WHAT TO DO: Every record must be copied exactly. Leave nothing out.

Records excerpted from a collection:
* * *

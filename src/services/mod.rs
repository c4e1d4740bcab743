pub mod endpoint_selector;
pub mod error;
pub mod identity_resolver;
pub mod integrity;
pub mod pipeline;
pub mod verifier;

* * *

PROBLEM SOLUTION:
filename src/services/mod.rs
repository c4e1d4740bcab743
pub mod endpoint_selector;
pub mod error;
pub mod identity_resolver;
pub mod integrity;
pub mod pipeline;
pub mod verifier;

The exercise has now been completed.